You have some sort of basic file on a non-server drive that you need to load into a table in Netezza. This is usually an unencrypted, delimited file. The delimiter can be whatever you like but standard might be comma- or pipe-delimited.
There are several ways to accomplish this task. If you are using the Aginity Workbench for Netezza, you can use the Import function. The wizard steps will ask you to specify field formats and a table name. This process does add a little bit of overhead and may take longer than you’d like. You can also use Workbench to create a table in the structure you need and then Import to it directly. However, if your file has any incongruous lines, the process is likely to error.
The EXTERNAL TABLE Solution
External tables basically form a link from the Netezza server to your local environment (desktop or shared drive) but do not immediately import the data. You just specify how it would. If you were to query the external table, it would read from the file as needed but would not store a copy of the data on the server.
Technically, this is explicit external table schema definition with options set. There are more streamlined ways to do this but, if you’re fussy about getting the schema absolutely right, I recommend using the method below. It also allows for better error checking and handling if you run into problems.
create external table EXTERNALTABLENAMEHERE ( tbl_id bigint, date_entered timestamp, name_of_stuff varchar(100), spend_amt numeric(16,2) ) USING ( DATAOBJECT('C:\Data Sources\some_random_file.txt') REMOTESOURCE 'odbc' DELIMITER '~' SKIPROWS 1 MAXERRORS 1000 LOGDIR 'C:\\' ); create table PERMANENTTABLENAMEHERE as select * from EXTERNALTABLENAMEHERE;
The first part of EXTERNAL TABLE looks largely like a normal CREATE TABLE statement. You give the external table a name and provide the DDL. The second part is where all the fun stuff happens.
The USING statement indicates that it will be reading from a different source. You then state the source by referencing the file location as the DATAOBJECT and the source connection as the REMOTESOURCE. If the file is already located on the Netezza server somewhere (just not in a table in a database), you can skip the REMOTESOURCE piece. REMOTESOURCE can take one of three values: odbc, jdbc, or ole-db. Use the one appropriate for your connection type.
The DELIMITER allows you to set a custom field delimiter. It defaults to pipe if you don’t put anything in so be sure to check this before running your code.

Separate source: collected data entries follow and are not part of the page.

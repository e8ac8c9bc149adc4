//! Test utilities and mock observers for Vigil development.
//!
//! Provides a shared [`CallLog`], mock observers that record calls and can
//! be told to fail ([`RecordingObserver`], [`HookedObserver`]), a
//! [`DetachProbe`] that captures detach-policy callbacks, and a minimal
//! observable entity ([`fixtures::Gauge`]) for exercising the contract.

#![forbid(unsafe_code)]
#![allow(missing_docs)]
#![deny(rustdoc::broken_intra_doc_links)]

pub mod fixtures;

use std::cell::RefCell;
use std::rc::Rc;

use vigil_observe::{
    DetachHook, DetachPolicy, DetachTrigger, Observer, ObserverError, OnDetached,
    OnDetachedFrom, PostDetach,
};

/// Ordered log of observer events shared between mocks.
///
/// Entries look like `"a:changed"`, `"a:detached"`.
#[derive(Clone, Debug, Default)]
pub struct CallLog {
    entries: Rc<RefCell<Vec<String>>>,
}

impl CallLog {
    pub fn new() -> Self {
        Self::default()
    }

    pub fn push(&self, entry: impl Into<String>) {
        self.entries.borrow_mut().push(entry.into());
    }

    /// Snapshot of every entry so far.
    pub fn entries(&self) -> Vec<String> {
        self.entries.borrow().clone()
    }

    /// Number of entries equal to `entry`.
    pub fn count(&self, entry: &str) -> usize {
        self.entries.borrow().iter().filter(|e| *e == entry).count()
    }

    pub fn clear(&self) {
        self.entries.borrow_mut().clear();
    }
}

/// Observer that logs `"<name>:changed"` and optionally fails.
pub struct RecordingObserver {
    name: String,
    log: CallLog,
    failure: Option<ObserverError>,
}

impl RecordingObserver {
    pub fn new(name: impl Into<String>, log: &CallLog) -> Rc<Self> {
        Rc::new(Self {
            name: name.into(),
            log: log.clone(),
            failure: None,
        })
    }

    /// An observer that logs, then fails with `ObserverError::failed(name)`.
    pub fn failing(name: impl Into<String>, log: &CallLog) -> Rc<Self> {
        let name = name.into();
        Rc::new(Self {
            failure: Some(ObserverError::failed(name.clone())),
            name,
            log: log.clone(),
        })
    }
}

impl<S: ?Sized> Observer<S> for RecordingObserver {
    fn subject_changed(&self, _subject: &S) -> Result<(), ObserverError> {
        self.log.push(format!("{}:changed", self.name));
        match &self.failure {
            Some(failure) => Err(failure.clone()),
            None => Ok(()),
        }
    }

    fn name(&self) -> &str {
        &self.name
    }
}

/// Which detach-hook form a [`HookedObserver`] exposes.
#[derive(Clone, Copy, Debug, PartialEq, Eq)]
pub enum HookForm {
    /// Zero-argument [`OnDetached`].
    Detached,
    /// Observable-receiving [`OnDetachedFrom`].
    DetachedFrom,
}

/// Observer with a detach hook that logs `"<name>:detached"` and
/// optionally fails.
pub struct HookedObserver {
    name: String,
    log: CallLog,
    form: HookForm,
    hook_failure: Option<ObserverError>,
}

impl HookedObserver {
    pub fn new(name: impl Into<String>, form: HookForm, log: &CallLog) -> Rc<Self> {
        Rc::new(Self {
            name: name.into(),
            log: log.clone(),
            form,
            hook_failure: None,
        })
    }

    /// A hooked observer whose hook fails with `ObserverError::failed(name)`.
    pub fn failing(name: impl Into<String>, form: HookForm, log: &CallLog) -> Rc<Self> {
        let name = name.into();
        Rc::new(Self {
            hook_failure: Some(ObserverError::failed(name.clone())),
            name,
            log: log.clone(),
            form,
        })
    }

    fn run_hook(&self) -> Result<(), ObserverError> {
        self.log.push(format!("{}:detached", self.name));
        match &self.hook_failure {
            Some(failure) => Err(failure.clone()),
            None => Ok(()),
        }
    }
}

impl<S: ?Sized> Observer<S> for HookedObserver {
    fn subject_changed(&self, _subject: &S) -> Result<(), ObserverError> {
        self.log.push(format!("{}:changed", self.name));
        Ok(())
    }

    fn name(&self) -> &str {
        &self.name
    }

    fn detach_hook(&self) -> Option<DetachHook<'_, S>> {
        Some(match self.form {
            HookForm::Detached => DetachHook::Detached(self),
            HookForm::DetachedFrom => DetachHook::<'_, S>::DetachedFrom(self),
        })
    }
}

impl OnDetached for HookedObserver {
    fn detached(&self) -> Result<(), ObserverError> {
        self.run_hook()
    }
}

impl<S: ?Sized> OnDetachedFrom<S> for HookedObserver {
    fn detached_from(&self, _observable: &S) -> Result<(), ObserverError> {
        self.log.push(format!("{}:from", self.name));
        self.run_hook()
    }
}

/// Captures every callback of a handled detach policy.
#[derive(Clone, Debug, Default)]
pub struct DetachProbe {
    seen: Rc<RefCell<Vec<(DetachTrigger, PostDetach)>>>,
}

impl DetachProbe {
    pub fn new() -> Self {
        Self::default()
    }

    /// A handled detach policy feeding this probe.
    pub fn policy<S: ?Sized>(&self) -> DetachPolicy<S> {
        let seen = Rc::clone(&self.seen);
        DetachPolicy::handled(move |trigger, _, outcome| {
            seen.borrow_mut().push((trigger, outcome.clone()));
        })
    }

    /// Every `(trigger, outcome)` pair seen so far.
    pub fn seen(&self) -> Vec<(DetachTrigger, PostDetach)> {
        self.seen.borrow().clone()
    }
}
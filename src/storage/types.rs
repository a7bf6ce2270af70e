use chrono::{DateTime, Utc};
use serde::{Deserialize, Serialize};

/// Contents of the logged-in flag file
#[derive(Debug, Clone, PartialEq, Serialize, Deserialize)]
pub struct AuthRecord {
    /// Whether the user is logged in
    pub logged_in: bool,
    /// When the flag was last written
    pub updated_at: DateTime<Utc>,
}

impl AuthRecord {
    /// Create a record stamped with the current time
    pub fn new(logged_in: bool) -> Self {
        Self {
            logged_in,
            updated_at: Utc::now(),
        }
    }
}
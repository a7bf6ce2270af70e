//! Local message id generation
//!
//! Ids are a monotonic ULID followed by a role suffix, e.g.
//! `01J9ZQ3W5Y8C2N6V4K7T1R0M3B_user`. The ULID part sorts in generation
//! order even when several ids are produced in the same millisecond; the
//! suffix is for readability only.

use std::fmt;
use ulid::{Generator, Ulid};

/// What a generated id is for
#[derive(Debug, Clone, Copy, PartialEq, Eq)]
pub enum IdKind {
    /// Optimistic user message
    User,
    /// Assistant reply
    Reply,
    /// Local connection-error placeholder
    Error,
    /// History record without a backend timestamp
    History,
}

impl IdKind {
    fn suffix(&self) -> &'static str {
        match self {
            Self::User => "user",
            Self::Reply => "bot",
            Self::Error => "error",
            Self::History => "history",
        }
    }
}

/// Generator of unique local message ids
pub struct MessageIdGenerator {
    generator: Generator,
}

impl MessageIdGenerator {
    /// Create a generator
    pub fn new() -> Self {
        Self {
            generator: Generator::new(),
        }
    }

    /// Produce the next id
    ///
    /// # Examples
    ///
    /// ```
    /// use mdchat::session::{IdKind, MessageIdGenerator};
    ///
    /// let mut ids = MessageIdGenerator::new();
    /// let a = ids.next_id(IdKind::User);
    /// let b = ids.next_id(IdKind::Reply);
    /// assert!(a.ends_with("_user"));
    /// assert!(b.ends_with("_bot"));
    /// assert_ne!(a, b);
    /// ```
    pub fn next_id(&mut self, kind: IdKind) -> String {
        // Overflow only happens after 2^80 ids in one millisecond.
        let ulid = self.generator.generate().unwrap_or_else(|_| Ulid::new());
        format!("{}_{}", ulid, kind.suffix())
    }
}

impl Default for MessageIdGenerator {
    fn default() -> Self {
        Self::new()
    }
}

impl fmt::Debug for MessageIdGenerator {
    fn fmt(&self, f: &mut fmt::Formatter<'_>) -> fmt::Result {
        f.debug_struct("MessageIdGenerator").finish_non_exhaustive()
    }
}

Next in the example above is SKIPROWS. This is useful if you have headers in your first record (or however many). Just provide the number of records to ignore at the top.

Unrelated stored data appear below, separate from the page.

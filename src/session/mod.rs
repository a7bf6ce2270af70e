//! Chat session management
//!
//! This module holds the client-side model of a chat session:
//!
//! - `state`: the immutable [`SessionState`] value and its reducer
//! - `controller`: [`SessionController`], which talks to the backend and
//!   folds responses into state
//! - `ids`: collision-free local message ids

pub mod controller;
pub mod ids;
pub mod state;

pub use controller::{messages_from_history, DeleteOutcome, SendOutcome, SessionController};
pub use ids::{IdKind, MessageIdGenerator};
pub use state::{Phase, SessionEvent, SessionState};

use chrono::{DateTime, Local, NaiveDateTime, Utc};
use serde::{Deserialize, Serialize};
use std::fmt;

use crate::backend::ConversationSummary;

/// Backend-issued conversation identifier
#[derive(Debug, Clone, PartialEq, Eq, Hash, Serialize, Deserialize)]
#[serde(transparent)]
pub struct ConversationId(String);

impl ConversationId {
    /// Wrap a backend id
    pub fn new(id: impl Into<String>) -> Self {
        Self(id.into())
    }

    /// Borrow the raw id
    pub fn as_str(&self) -> &str {
        &self.0
    }
}

impl fmt::Display for ConversationId {
    fn fmt(&self, f: &mut fmt::Formatter<'_>) -> fmt::Result {
        f.write_str(&self.0)
    }
}

impl From<String> for ConversationId {
    fn from(id: String) -> Self {
        Self(id)
    }
}

impl From<&str> for ConversationId {
    fn from(id: &str) -> Self {
        Self(id.to_string())
    }
}

/// A conversation shown in the sidebar
#[derive(Debug, Clone, PartialEq, Serialize, Deserialize)]
pub struct Conversation {
    /// Backend-issued id
    pub id: ConversationId,
    /// Display title
    pub title: String,
    /// Creation time, when known
    pub created_at: Option<DateTime<Utc>>,
}

impl Conversation {
    /// Create a conversation stamped with the current time
    pub fn new(id: impl Into<ConversationId>, title: impl Into<String>) -> Self {
        Self {
            id: id.into(),
            title: title.into(),
            created_at: Some(Utc::now()),
        }
    }

    /// Build a conversation from a backend listing entry
    ///
    /// Missing or blank titles fall back to `default_title`; creation times
    /// that are not RFC 3339 are dropped.
    ///
    /// # Examples
    ///
    /// ```
    /// use mdchat::backend::ConversationSummary;
    /// use mdchat::session::Conversation;
    ///
    /// let summary = ConversationSummary {
    ///     id: "abc".to_string(),
    ///     title: None,
    ///     created_at: Some("2025-03-01T12:00:00Z".to_string()),
    /// };
    /// let conversation = Conversation::from_summary(summary, "New Chat");
    /// assert_eq!(conversation.title, "New Chat");
    /// assert!(conversation.created_at.is_some());
    /// ```
    pub fn from_summary(summary: ConversationSummary, default_title: &str) -> Self {
        let title = summary
            .title
            .filter(|t| !t.trim().is_empty())
            .unwrap_or_else(|| default_title.to_string());
        let created_at = summary
            .created_at
            .as_deref()
            .and_then(|ts| DateTime::parse_from_rfc3339(ts).ok())
            .map(|ts| ts.with_timezone(&Utc));

        Self {
            id: ConversationId::new(summary.id),
            title,
            created_at,
        }
    }
}

/// Author of a message
#[derive(Debug, Clone, Copy, PartialEq, Eq, Hash, Serialize, Deserialize)]
#[serde(rename_all = "lowercase")]
pub enum Role {
    /// The person typing
    User,
    /// The backend assistant
    Assistant,
}

impl Role {
    /// Map a backend role string; anything other than "user" is the assistant
    pub fn from_backend(role: &str) -> Self {
        if role.eq_ignore_ascii_case("user") {
            Self::User
        } else {
            Self::Assistant
        }
    }

    /// Speaker label used in transcripts
    pub fn label(&self) -> &'static str {
        match self {
            Self::User => "User",
            Self::Assistant => "AI",
        }
    }
}

impl fmt::Display for Role {
    fn fmt(&self, f: &mut fmt::Formatter<'_>) -> fmt::Result {
        match self {
            Self::User => write!(f, "user"),
            Self::Assistant => write!(f, "assistant"),
        }
    }
}

/// One chat message
///
/// Messages are never mutated after creation.
#[derive(Debug, Clone, PartialEq, Eq, Serialize, Deserialize)]
pub struct Message {
    /// Unique within the in-memory sequence
    pub id: String,
    /// Author
    pub role: Role,
    /// Message text
    pub content: String,
    /// ISO-8601 timestamp; absent on local error placeholders
    #[serde(default, skip_serializing_if = "Option::is_none")]
    pub timestamp: Option<String>,
}

impl Message {
    /// Create a message
    pub fn new(
        id: impl Into<String>,
        role: Role,
        content: impl Into<String>,
        timestamp: Option<String>,
    ) -> Self {
        Self {
            id: id.into(),
            role,
            content: content.into(),
            timestamp,
        }
    }

    /// Wall-clock `HH:MM` of the timestamp, if it parses
    ///
    /// RFC 3339 timestamps are shown in local time; zone-less backend
    /// timestamps are shown as written.
    pub fn clock_time(&self) -> Option<String> {
        let ts = self.timestamp.as_deref()?.trim();
        if let Ok(parsed) = DateTime::parse_from_rfc3339(ts) {
            return Some(parsed.with_timezone(&Local).format("%H:%M").to_string());
        }
        ["%Y-%m-%d %H:%M:%S%.f", "%Y-%m-%dT%H:%M:%S%.f"]
            .iter()
            .find_map(|fmt| NaiveDateTime::parse_from_str(ts, fmt).ok())
            .map(|parsed| parsed.format("%H:%M").to_string())
    }
}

MAXERRORS is the number of erred records that can be written to the log before the process will fail. This does not happen when you execute the CREATE EXTERNAL TABLE step. It will happen if you attempt to read something from the EXTERNAL TABLE either by running a SELECT statement or using CREATE TABLE AS to pull the data from the external table into a normal table.

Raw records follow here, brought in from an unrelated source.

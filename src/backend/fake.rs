//! In-memory fake backend for session tests
//!
//! [`FakeBackend`] stores conversations in process memory and behaves like
//! the MD Agents server: new conversations are listed most recent first,
//! sent messages are recorded in history, and listing derives titles from
//! the first user message. Tests can make any operation fail on demand and
//! inspect the calls that were made.
//!
//! # Example
//!
//! ```
//! use mdchat::backend::{ChatBackend, FakeBackend};
//! use mdchat::backend::fake::Operation;
//!
//! # #[tokio::main]
//! # async fn main() {
//! let backend = FakeBackend::new();
//! backend.push_reply("Hi there");
//!
//! let id = backend.create_conversation().await.unwrap();
//! let reply = backend.send_message(&id, "Hello").await.unwrap();
//! assert_eq!(reply.reply, "Hi there");
//!
//! backend.fail(Operation::Send);
//! assert!(backend.send_message(&id, "again").await.is_err());
//! # }
//! ```

use std::collections::{HashSet, VecDeque};
use std::sync::{Mutex, MutexGuard};

use async_trait::async_trait;

use crate::backend::{ChatBackend, ConversationSummary, HistoryRecord, SendReply};
use crate::error::{MdChatError, Result};

/// Backend operations, used for failure injection and call inspection
#[derive(Debug, Clone, Copy, PartialEq, Eq, Hash)]
pub enum Operation {
    /// `create_conversation`
    Create,
    /// `list_conversations`
    List,
    /// `get_history`
    History,
    /// `delete_conversation`
    Delete,
    /// `send_message`
    Send,
    /// `health`
    Health,
}

#[derive(Debug, Clone)]
struct FakeConversation {
    id: String,
    history: Vec<HistoryRecord>,
}

#[derive(Debug, Default)]
struct FakeState {
    conversations: Vec<FakeConversation>,
    next_id: u64,
    next_timestamp: u64,
    failures: HashSet<Operation>,
    replies: VecDeque<String>,
    calls: Vec<Operation>,
    sent: Vec<(String, String)>,
}

impl FakeState {
    fn timestamp(&mut self) -> String {
        self.next_timestamp += 1;
        format!("2025-01-01T00:00:00.{:06}Z", self.next_timestamp)
    }
}

/// In-memory chat backend
#[derive(Debug, Default)]
pub struct FakeBackend {
    state: Mutex<FakeState>,
}

impl FakeBackend {
    /// Create an empty backend with no conversations
    pub fn new() -> Self {
        Self::default()
    }

    /// Add an existing conversation
    ///
    /// Conversations added later are listed first, matching the backend's
    /// most-recent-first ordering.
    pub fn with_conversation(self, id: impl Into<String>, history: Vec<HistoryRecord>) -> Self {
        self.lock().conversations.insert(
            0,
            FakeConversation {
                id: id.into(),
                history,
            },
        );
        self
    }

    /// Make every subsequent call of `operation` fail
    pub fn fail(&self, operation: Operation) {
        self.lock().failures.insert(operation);
    }

    /// Let `operation` succeed again
    pub fn recover(&self, operation: Operation) {
        self.lock().failures.remove(&operation);
    }

    /// Queue a reply for the next `send_message`; unqueued sends echo
    pub fn push_reply(&self, reply: impl Into<String>) {
        self.lock().replies.push_back(reply.into());
    }

    /// All calls made so far, in order
    pub fn calls(&self) -> Vec<Operation> {
        self.lock().calls.clone()
    }

    /// Number of calls made for one operation
    pub fn call_count(&self, operation: Operation) -> usize {
        self.lock()
            .calls
            .iter()
            .filter(|call| **call == operation)
            .count()
    }

    /// `(conversation_id, message)` pairs received by `send_message`
    pub fn sent_messages(&self) -> Vec<(String, String)> {
        self.lock().sent.clone()
    }

    /// Ids of stored conversations, most recent first
    pub fn conversation_ids(&self) -> Vec<String> {
        self.lock()
            .conversations
            .iter()
            .map(|c| c.id.clone())
            .collect()
    }

    fn lock(&self) -> MutexGuard<'_, FakeState> {
        self.state
            .lock()
            .unwrap_or_else(|poisoned| poisoned.into_inner())
    }

    /// Record the call and return the injected failure, if any
    fn enter(&self, operation: Operation) -> Result<MutexGuard<'_, FakeState>> {
        let mut state = self.lock();
        state.calls.push(operation);
        if state.failures.contains(&operation) {
            return Err(MdChatError::Network(format!("injected {:?} failure", operation)).into());
        }
        Ok(state)
    }
}

#[async_trait]
impl ChatBackend for FakeBackend {
    async fn create_conversation(&self) -> Result<String> {
        let mut state = self.enter(Operation::Create)?;
        state.next_id += 1;
        let id = format!("chat-{}", state.next_id);
        state.conversations.insert(
            0,
            FakeConversation {
                id: id.clone(),
                history: Vec::new(),
            },
        );
        Ok(id)
    }

    async fn list_conversations(&self) -> Result<Vec<ConversationSummary>> {
        let state = self.enter(Operation::List)?;
        Ok(state
            .conversations
            .iter()
            .map(|c| ConversationSummary {
                id: c.id.clone(),
                title: c
                    .history
                    .iter()
                    .find(|r| r.role == "user")
                    .map(|r| r.message.chars().take(50).collect()),
                created_at: None,
            })
            .collect())
    }

    async fn get_history(&self, conversation_id: &str) -> Result<Vec<HistoryRecord>> {
        let state = self.enter(Operation::History)?;
        Ok(state
            .conversations
            .iter()
            .find(|c| c.id == conversation_id)
            .map(|c| c.history.clone())
            .unwrap_or_default())
    }

    async fn delete_conversation(&self, conversation_id: &str) -> Result<()> {
        let mut state = self.enter(Operation::Delete)?;
        state.conversations.retain(|c| c.id != conversation_id);
        Ok(())
    }

    async fn send_message(&self, conversation_id: &str, message: &str) -> Result<SendReply> {
        let mut state = self.enter(Operation::Send)?;
        state
            .sent
            .push((conversation_id.to_string(), message.to_string()));

        let reply = state
            .replies
            .pop_front()
            .unwrap_or_else(|| format!("Echo: {}", message));

        let user_ts = state.timestamp();
        let reply_ts = state.timestamp();
        if let Some(conversation) = state
            .conversations
            .iter_mut()
            .find(|c| c.id == conversation_id)
        {
            conversation.history.push(HistoryRecord {
                role: "user".to_string(),
                message: message.to_string(),
                timestamp: Some(user_ts),
            });
            conversation.history.push(HistoryRecord {
                role: "assistant".to_string(),
                message: reply.clone(),
                timestamp: Some(reply_ts),
            });
        }

        Ok(SendReply {
            reply,
            is_medical: Some(false),
        })
    }

    async fn health(&self) -> Result<()> {
        drop(self.enter(Operation::Health)?);
        Ok(())
    }
}

#[cfg(test)]
mod tests {
    use super::*;

    #[tokio::test]
    async fn test_create_lists_most_recent_first() {
        let backend = FakeBackend::new();
        let first = backend.create_conversation().await.unwrap();
        let second = backend.create_conversation().await.unwrap();

        let listed = backend.list_conversations().await.unwrap();
        let ids: Vec<_> = listed.iter().map(|s| s.id.clone()).collect();
        assert_eq!(ids, vec![second, first]);
    }

    #[tokio::test]
    async fn test_send_records_history_and_title() {
        let backend = FakeBackend::new();
        let id = backend.create_conversation().await.unwrap();
        backend.push_reply("Hi there");

        let reply = backend.send_message(&id, "Hello").await.unwrap();
        assert_eq!(reply.reply, "Hi there");

        let history = backend.get_history(&id).await.unwrap();
        assert_eq!(history.len(), 2);
        assert_eq!(history[0].role, "user");
        assert_eq!(history[1].message, "Hi there");
        assert_ne!(history[0].timestamp, history[1].timestamp);

        let listed = backend.list_conversations().await.unwrap();
        assert_eq!(listed[0].title.as_deref(), Some("Hello"));
    }

    #[tokio::test]
    async fn test_unqueued_send_echoes() {
        let backend = FakeBackend::new();
        let reply = backend.send_message("missing", "ping").await.unwrap();
        assert_eq!(reply.reply, "Echo: ping");
    }

    #[tokio::test]
    async fn test_failure_injection_and_recovery() {
        let backend = FakeBackend::new();
        backend.fail(Operation::List);
        let err = backend.list_conversations().await.unwrap_err();
        assert!(err.to_string().contains("injected"));

        backend.recover(Operation::List);
        assert!(backend.list_conversations().await.is_ok());
        assert_eq!(backend.call_count(Operation::List), 2);
    }

    #[tokio::test]
    async fn test_delete_removes_conversation() {
        let backend = FakeBackend::new().with_conversation("a", Vec::new());
        backend.delete_conversation("a").await.unwrap();
        assert!(backend.conversation_ids().is_empty());
        assert_eq!(backend.calls(), vec![Operation::Delete]);
    }

    #[tokio::test]
    async fn test_health_releases_state_and_honors_failures() {
        let backend = FakeBackend::new();
        assert!(backend.health().await.is_ok());
        // The state lock must be free again after a health call.
        assert!(backend.create_conversation().await.is_ok());

        backend.fail(Operation::Health);
        assert!(backend.health().await.is_err());
        assert_eq!(backend.call_count(Operation::Health), 2);
    }

    #[tokio::test]
    async fn test_history_of_unknown_conversation_is_empty() {
        let backend = FakeBackend::new();
        assert!(backend.get_history("nope").await.unwrap().is_empty());
    }
}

Make sure that you specify a LOGDIR if you use MAXERRORS. This is the directory to which the log file and errors will be written (which means you need to have write access there). Any errors will show up in a file that gets written to the TABLENAME.DATABASE.NZBAD. You will also see TABLENAME.DATABASE.NZLOG as the log file written, whether or not any errors were encountered.
The final step is to CREATE TABLE from the external table. This reads the file from the link in the external table definition, reads the external table DDL, and combines the two into a regular table.
Other Options with External Tables
There are a bunch of options that are configurable during your CREATE EXTERNAL TABLE procedure. I recommend looking at the IBM External Table Load Options documentation, which also goes through what default behaviors are for this command. Some of the ones I’ve used before are below with explanation.
BOOLSTYLE Used to specify how BOOLEAN fields are encoded in your file. For example, if you have ‘True’ and ‘False’ as your values, you would use True_False as your option command.
FILLRECORD Sometimes you have a file with fields missing at the end (not optimal, but it happens). In this case, use FILLRECORD TRUE to allow for records with missing fields to be entered into the table.
ENCODING Files with character encoding not aligned to that used by the database must be specified. You can state Latin9 or UTF8 as the encoding structure.
MAXROWS If you are worried that you may not have it quite right yet and want to test load a sample, use the MAXROWS command to give a number of rows to load in. This will take less time than loading the whole file if you are still in development.
REQUIREQUOTES and QUOTEDVALUE These kind of go together to deal with quoting of string values. If you set REQUIREQUOTES TRUE in your options, that means any strings not enclosed in quotes will error. It also means that you have to specify the QUOTEDVALUE as YES, SINGLE or DOUBLE. YES and SINGLE are roughly synonymous. DOUBLE means that strings are enclosed in double-quotes.
TIMESTYLE This allows you to specify 24HOUR or 12HOUR to denote how times should be read. It defaults to 24HOUR so if you are using 12HOUR (with A.M. and P.M.), you need to state 12HOUR.
Again, these are only a handful of the available options. If you’re having trouble with a given file, check the documentation and/or leave a comment below.